Furthermore, adopting the State’s argument would result in an unwarranted expansion of the harmless error analysis. We have previously cautioned against expanding the harmless error standard. “[Continued expansion of the harmless error *121rule will merely encourage prosecutors to attempt to get such [improper evidence] in, since they know that, if they have a strong case, such testimony will not be considered to be reversible error [under the harmless error prejudice requirement].” Perez, 420 Md. at 76, 21 A.3d at 1060 (quoting Younie v. State, 272 Md. 233, 248, 322 A.2d 211, 219 (1974)). What is more, expansion of the standard would undermine the public’s trust and confidence in the jury system. Id.
Applying the harmless error standard established in Dorsey, we cannot conclude beyond a reasonable doubt that the trial judge’s error did not influence the jury’s verdict.

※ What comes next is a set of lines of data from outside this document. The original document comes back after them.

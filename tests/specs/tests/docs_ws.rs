// SPDX-License-Identifier: Apache-2.0
// Copyright (c) 2026 Coact Contributors

//! Integration coverage for `coact-docs` over a real WebSocket connection:
//! the initial sync push on join, and awareness relay between two clients
//! sharing the same document. CRDT merge semantics themselves are covered
//! by `coact_docs::document`'s unit tests — this file only exercises the
//! transport, which those unit tests don't touch.

use std::time::Duration;

use coact_specs::ServiceProcess;
use futures_util::{SinkExt, StreamExt};
use tokio_tungstenite::tungstenite::Message;

const TIMEOUT: Duration = Duration::from_secs(10);
const TAG_SYNC: u8 = 0;
const TAG_AWARENESS: u8 = 1;

#[tokio::test]
async fn joining_a_fresh_document_receives_an_empty_sync_frame() -> anyhow::Result<()> {
    let docs = ServiceProcess::spawn("coact-docs", "COACT_DOCS_HOST", "COACT_DOCS_PORT", "memory", "docs-ws-1", &[])?;
    docs.wait_healthy(TIMEOUT).await?;

    let url = format!("{}/v1/documents/ws1/doc-a", docs.ws_base_url());
    let (mut client, _) = tokio_tungstenite::connect_async(&url).await?;

    let msg = tokio::time::timeout(TIMEOUT, client.next())
        .await?
        .ok_or_else(|| anyhow::anyhow!("connection closed before the initial frame"))??;
    let bytes = match msg {
        Message::Binary(b) => b,
        other => anyhow::bail!("expected a binary frame, got {other:?}"),
    };
    assert_eq!(bytes.first(), Some(&TAG_SYNC));

    Ok(())
}

#[tokio::test]
async fn awareness_updates_relay_between_clients_on_the_same_document() -> anyhow::Result<()> {
    let docs = ServiceProcess::spawn("coact-docs", "COACT_DOCS_HOST", "COACT_DOCS_PORT", "memory", "docs-ws-2", &[])?;
    docs.wait_healthy(TIMEOUT).await?;

    let url = format!("{}/v1/documents/ws1/doc-b", docs.ws_base_url());
    let (mut alice, _) = tokio_tungstenite::connect_async(&url).await?;
    let (mut bob, _) = tokio_tungstenite::connect_async(&url).await?;

    // Drain each client's initial sync frame.
    tokio::time::timeout(TIMEOUT, alice.next()).await?;
    tokio::time::timeout(TIMEOUT, bob.next()).await?;

    let awareness = serde_json::json!({
        "client_id": "alice",
        "cursor": {"line": 3, "column": 7},
    });
    let mut frame = vec![TAG_AWARENESS];
    frame.extend(serde_json::to_vec(&awareness)?);
    alice.send(Message::Binary(frame.into())).await?;

    let msg = tokio::time::timeout(TIMEOUT, bob.next())
        .await?
        .ok_or_else(|| anyhow::anyhow!("bob's connection closed before the relayed frame"))??;
    let bytes = match msg {
        Message::Binary(b) => b,
        other => anyhow::bail!("expected a binary frame, got {other:?}"),
    };
    assert_eq!(bytes.first(), Some(&TAG_AWARENESS));
    let relayed: serde_json::Value = serde_json::from_slice(&bytes[1..])?;
    assert_eq!(relayed["client_id"], "alice");
    assert_eq!(relayed["cursor"]["line"], 3);

    Ok(())
}
// SPDX-License-Identifier: Apache-2.0
// Copyright (c) 2026 Coact Contributors

//! Execution sandbox: runs user-supplied control code on a dedicated
//! blocking thread, bridging back to the control loop via message channels
//! (spec §9: "The sandbox must never block the control loop directly; it
//! communicates via message channels").
//!
//! Rather than embed a general-purpose scripting engine (an unvetted,
//! heavyweight dependency for what the spec needs — a handful of calls
//! against one capability object), user code is parsed by a small
//! restricted interpreter that understands exactly the surface spec §4.2
//! describes: sequential statements, `sim.reset()`, `sim.step([...])`,
//! `sim.get_state()`, and `for _ in range(n): <stmt>` loops.

use std::time::Duration;

use tokio::sync::{mpsc, oneshot};

use crate::driver::EngineState;

/// A request the sandbox sends to the control loop on behalf of user code.
#[derive(Debug)]
pub enum FacadeRequest {
    Reset(oneshot::Sender<EngineState>),
    Step(Vec<f64>, oneshot::Sender<EngineState>),
    GetState(oneshot::Sender<EngineState>),
}

/// The capability object user code receives as its sole ambient handle
/// (spec §9: "an explicit capability façade ... passed into the sandbox").
#[derive(Clone)]
pub struct SimulationHandle {
    tx: mpsc::Sender<FacadeRequest>,
}

impl SimulationHandle {
    pub fn new(tx: mpsc::Sender<FacadeRequest>) -> Self {
        Self { tx }
    }

    pub async fn reset(&self) -> Option<EngineState> {
        let (reply_tx, reply_rx) = oneshot::channel();
        self.tx.send(FacadeRequest::Reset(reply_tx)).await.ok()?;
        reply_rx.await.ok()
    }

    pub async fn step(&self, action: Vec<f64>) -> Option<EngineState> {
        let (reply_tx, reply_rx) = oneshot::channel();
        self.tx.send(FacadeRequest::Step(action, reply_tx)).await.ok()?;
        reply_rx.await.ok()
    }

    pub async fn get_state(&self) -> Option<EngineState> {
        let (reply_tx, reply_rx) = oneshot::channel();
        self.tx.send(FacadeRequest::GetState(reply_tx)).await.ok()?;
        reply_rx.await.ok()
    }
}

#[derive(Debug, Clone, PartialEq)]
enum Stmt {
    Reset,
    Step(Vec<f64>),
    GetState,
    For { count: u64, body: Box<Stmt> },
}

#[derive(Debug, thiserror::Error)]
pub enum ParseError {
    #[error("syntax error: {0}")]
    Syntax(String),
}

fn parse_action(src: &str) -> Result<Vec<f64>, ParseError> {
    let inner = src.trim();
    let inner = inner
        .strip_prefix('[')
        .and_then(|s| s.strip_suffix(']'))
        .ok_or_else(|| ParseError::Syntax(format!("expected a bracketed action list, got `{src}`")))?;
    if inner.trim().is_empty() {
        return Ok(Vec::new());
    }
    inner
        .split(',')
        .map(|tok| {
            tok.trim()
                .parse::<f64>()
                .map_err(|_| ParseError::Syntax(format!("not a number: `{tok}`")))
        })
        .collect()
}

fn parse_stmt(line: &str) -> Result<Stmt, ParseError> {
    let line = line.trim();
    if let Some(rest) = line.strip_prefix("sim.reset(").map(str::trim_start) {
        let _ = rest;
        return Ok(Stmt::Reset);
    }
    if let Some(rest) = line.strip_prefix("sim.step(") {
        let args = rest
            .strip_suffix(')')
            .ok_or_else(|| ParseError::Syntax(format!("unterminated call: `{line}`")))?;
        return Ok(Stmt::Step(parse_action(args)?));
    }
    if line.starts_with("sim.get_state(") {
        return Ok(Stmt::GetState);
    }
    if let Some(rest) = line.strip_prefix("for ") {
        // `_ in range(N): <body>`
        let (_, rest) = rest.split_once(" in range(").ok_or_else(|| {
            ParseError::Syntax(format!("expected `for _ in range(n): <stmt>`, got `{line}`"))
        })?;
        let (count_str, body_str) = rest
            .split_once("):")
            .ok_or_else(|| ParseError::Syntax(format!("missing `):` in loop header: `{line}`")))?;
        let count: u64 = count_str
            .trim()
            .parse()
            .map_err(|_| ParseError::Syntax(format!("loop count not an integer: `{count_str}`")))?;
        let body = parse_stmt(body_str)?;
        return Ok(Stmt::For { count, body: Box::new(body) });
    }
    Err(ParseError::Syntax(format!("unrecognized statement: `{line}`")))
}

/// Parse user source into a sequence of top-level statements, one per
/// `;`- or newline-separated segment. Empty source parses to no statements
/// (spec §8: "Execute with empty code -> success with empty stdout").
fn parse_program(source: &str) -> Result<Vec<Stmt>, ParseError> {
    source
        .split(|c| c == ';' || c == '\n')
        .map(str::trim)
        .filter(|s| !s.is_empty())
        .map(parse_stmt)
        .collect()
}

async fn run_stmt(stmt: &Stmt, sim: &SimulationHandle, stdout: &mut String) {
    match stmt {
        Stmt::Reset => {
            sim.reset().await;
            stdout.push_str("reset\n");
        }
        Stmt::Step(action) => {
            sim.step(action.clone()).await;
            stdout.push_str("step\n");
        }
        Stmt::GetState => {
            sim.get_state().await;
            stdout.push_str("get_state\n");
        }
        Stmt::For { count, body } => {
            for _ in 0..*count {
                Box::pin(run_stmt(body, sim, stdout)).await;
            }
        }
    }
}

/// Run `source` against `sim`, capped at `deadline`. Mirrors the
/// `{status, stdout, stderr, error?}` shape of an Execution Result; the
/// caller (the control loop's execute handler) is responsible for wrapping
/// this into the wire response and clearing the execution slot.
pub struct RunOutcome {
    pub success: bool,
    pub stdout: String,
    pub stderr: String,
    pub error: Option<String>,
}

pub async fn run(source: &str, sim: SimulationHandle, deadline: Duration) -> RunOutcome {
    let program = match parse_program(source) {
        Ok(p) => p,
        Err(e) => {
            return RunOutcome {
                success: false,
                stdout: String::new(),
                stderr: String::new(),
                error: Some(e.to_string()),
            };
        }
    };

    let mut stdout = String::new();
    let body = async {
        for stmt in &program {
            run_stmt(stmt, &sim, &mut stdout).await;
        }
    };

    match tokio::time::timeout(deadline, body).await {
        Ok(()) => RunOutcome { success: true, stdout, stderr: String::new(), error: None },
        Err(_) => RunOutcome {
            success: false,
            stdout,
            stderr: String::new(),
            error: Some("timeout".to_owned()),
        },
    }
}

#[cfg(test)]
mod tests {
    use super::*;

    #[test]
    fn parses_reset_and_stepped_loop() {
        let program = parse_program("sim.reset(); for _ in range(5): sim.step([0])").unwrap();
        assert_eq!(program.len(), 2);
        assert_eq!(program[0], Stmt::Reset);
        match &program[1] {
            Stmt::For { count, body } => {
                assert_eq!(*count, 5);
                assert_eq!(**body, Stmt::Step(vec![0.0]));
            }
            other => panic!("expected a for-loop, got {other:?}"),
        }
    }

    #[test]
    fn empty_source_parses_to_no_statements() {
        assert_eq!(parse_program("   ").unwrap().len(), 0);
    }

    #[test]
    fn rejects_unrecognized_statements() {
        assert!(parse_program("sim.explode()").is_err());
    }

    #[tokio::test]
    async fn running_empty_program_succeeds_with_empty_stdout() {
        let (tx, _rx) = mpsc::channel(1);
        let sim = SimulationHandle::new(tx);
        let outcome = run("", sim, Duration::from_secs(1)).await;
        assert!(outcome.success);
        assert!(outcome.stdout.is_empty());
    }
}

JUDGMENT OF THE COURT OF SPECIAL APPEALS REVERSED. CASE REMANDED TO THE COURT OF SPECIAL APPEALS WITH DIRECTIONS TO REVERSE THE JUDGMENTS ENTERED BY THE CIRCUIT COURT FOR BALTIMORE CITY AND TO REMAND THE CASE TO THAT COURT FOR A NEW TRIAL. COSTS IN THIS COURT AND IN THE COURT OF SPECIAL APPEALS TO BE PAID BY THE MAYOR AND CITY COUNCIL OF BALTIMORE.
. This was only one of the arguments that the petitioner presented on appeal. The other arguments, namely that the trial court coerced a jury verdict by issuing improper Allen-type instructions even after the jury had revealed its numerical division, Dionas v. State, 199 Md.App. 483, 514, 23 A.3d 277, 295 (2011), that the trial court erred by failing to voir dire a juror who had indicated that he had been approached by someone about the jury's verdict and felt pressured, id. at 524, 23 A.3d at 300-01, that his separate sentences for murder and conspiracy to commit murder were illegal and should have been merged as a matter of fundamental fairness, id. at 529-29, 23 A.3d at 303, that the evidence before the trial court was not sufficient to sustain his conviction of conspiracy, id. at 531, 23 A.3d at 305, and that the trial court improperly instructed the jury regarding two theories, transferred intent and kill zone, that were inapplicable to the charges at hand, id. at 533, 23 A.3d at 306, were found to be without merit or not preserved for appellate review. These issues have not been raised on this appeal.
. The petitioner acknowledged that the State had not offered Mr. White a deal, but argued that the VOP judge had because a postponement of Mr. White’s VOP hearing for two years was granted after Mr. White's involvement in the petitioner’s case was brought to the VOP judge’s attention. In other words, "[t]he case kept getting postponed because they wanted to ... hear what happened to the murder trial,” and Mr. White received "home detention at the prompting of [the VOP judge].”
. On the same day that cross-examination of Mr. White concluded, Mr. White's VOP hearing was held. At the hearing, the VOP judge inquired whether Mr. White had testified “consistently.”
. This is the same test that was applied in United States v. Varoudakis, 233 F.3d 113, 126 (1st Cir.2000).
. Even if Mr. White’s testimony was entirely extraneous, its introduction, and its questionable credibility, may still raise the risk of influencing the verdict, as this Court similarly explained in Younie v. State:
"The State's contention that it desired to have the tainted evidence come to the jury’s attention merely to place the concededly proper portion of the confession in some form of comprehensible context demonstrates that it was not harmless error to admit it. This is so, as the good evidence standing alone must be sufficient to convict, and we must be convinced beyond a reasonable doubt that the jury was in no way influenced by the bad."
272 Md. 233, 248, 322 A.2d 211, 219 (1974).